Checkpoints work with inter process acknowledgements to prevent messages from being lost in the network.
Extract creates checkpoints for its positions in the data source and in the trail. Replicat creates checkpoints for its position in the trail.
A checkpoint system is used for Extract and Replicat processes that operate continuously, but it is not required for batch mode. A batch process can be re-run from its start point, whereas continuous processing requires the support for planned or unplanned interruptions that is provided by checkpoints.
Checkpoint information is maintained in checkpoint files within the dirchk sub-directory of the Golden Gate directory. Optionally Replicat checkpoints can be maintained in a checkpoint table within the target database, in addition to a standard checkpoint file.
Overview of Manager :
Manager is the control process of Golden Gate. Manager must be running on each system in the Golden Gate configuration before Extract or Replicat can be started and manager must remain running while those processes are running so that resource management functions are performed.

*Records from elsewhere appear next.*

// Copyright 2026 Phillip Cloud
// Licensed under the Apache License, Version 2.0

/// Minimum horizontal travel before a drag counts as a page turn.
pub const SWIPE_THRESHOLD: f32 = 50.0;

#[derive(Debug, Clone, Copy, PartialEq)]
pub struct Point {
    pub x: f32,
    pub y: f32,
}

impl Point {
    pub const fn new(x: f32, y: f32) -> Self {
        Self { x, y }
    }
}

#[derive(Debug, Clone, Copy, PartialEq, Eq)]
pub enum Swipe {
    Advance,
    Retreat,
}

/// Maps a drag to a page turn. Travel is measured as `start - end`, so
/// dragging toward the left advances and dragging toward the right retreats.
/// Short or vertical-dominant drags are scroll intent and map to nothing.
pub fn interpret_gesture(start: Point, end: Point) -> Option<Swipe> {
    let dx = start.x - end.x;
    let dy = start.y - end.y;

    if dx.abs() <= SWIPE_THRESHOLD || dx.abs() <= dy.abs() {
        return None;
    }

    if dx > 0.0 {
        Some(Swipe::Advance)
    } else {
        Some(Swipe::Retreat)
    }
}

#[cfg(test)]
mod tests {
    use super::{Point, Swipe, interpret_gesture};

    fn drag(dx: f32, dy: f32) -> Option<Swipe> {
        let start = Point::new(200.0, 200.0);
        interpret_gesture(start, Point::new(start.x + dx, start.y + dy))
    }

    #[test]
    fn leftward_drag_advances() {
        assert_eq!(drag(-80.0, 0.0), Some(Swipe::Advance));
    }

    #[test]
    fn rightward_drag_retreats() {
        assert_eq!(drag(80.0, 0.0), Some(Swipe::Retreat));
    }

    #[test]
    fn short_drag_is_ignored() {
        assert_eq!(drag(30.0, 0.0), None);
        assert_eq!(drag(-50.0, 0.0), None);
    }

    #[test]
    fn vertical_dominant_drag_is_ignored() {
        assert_eq!(drag(60.0, 70.0), None);
        assert_eq!(drag(-60.0, -60.0), None);
    }

    #[test]
    fn diagonal_drag_with_horizontal_dominance_turns_page() {
        assert_eq!(drag(-90.0, 40.0), Some(Swipe::Advance));
    }
}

Manager performs the following functions :Monitor and restarts Golden Gate processes.Issue threshold reports, for example when throughput slows down or synchronization latency increases.Maintain trail files and logs.Allocate data storage space.Report errors and events.Receive and route user requests from the user interface.One manager can process can control many Extract or Replicat processes.
Overview of Collector :
Collector is a process that runs in the back ground on the target system. Collector receives extracted database changes that are sent across the TCP/IP network and it writes them to a trail or extract file. Manager starts collector automatically when a network connection required. When manager starts collector the process is known as Dynamic collector. We can run collector manually. This is known as static collector.
When a dynamic collector is used, it can receive information from only one Extract process, so there must be a dynamic collector for each extract that you use. When a static collector is used, several extract processes can share one collector. However a one-to-one ratio is optimal.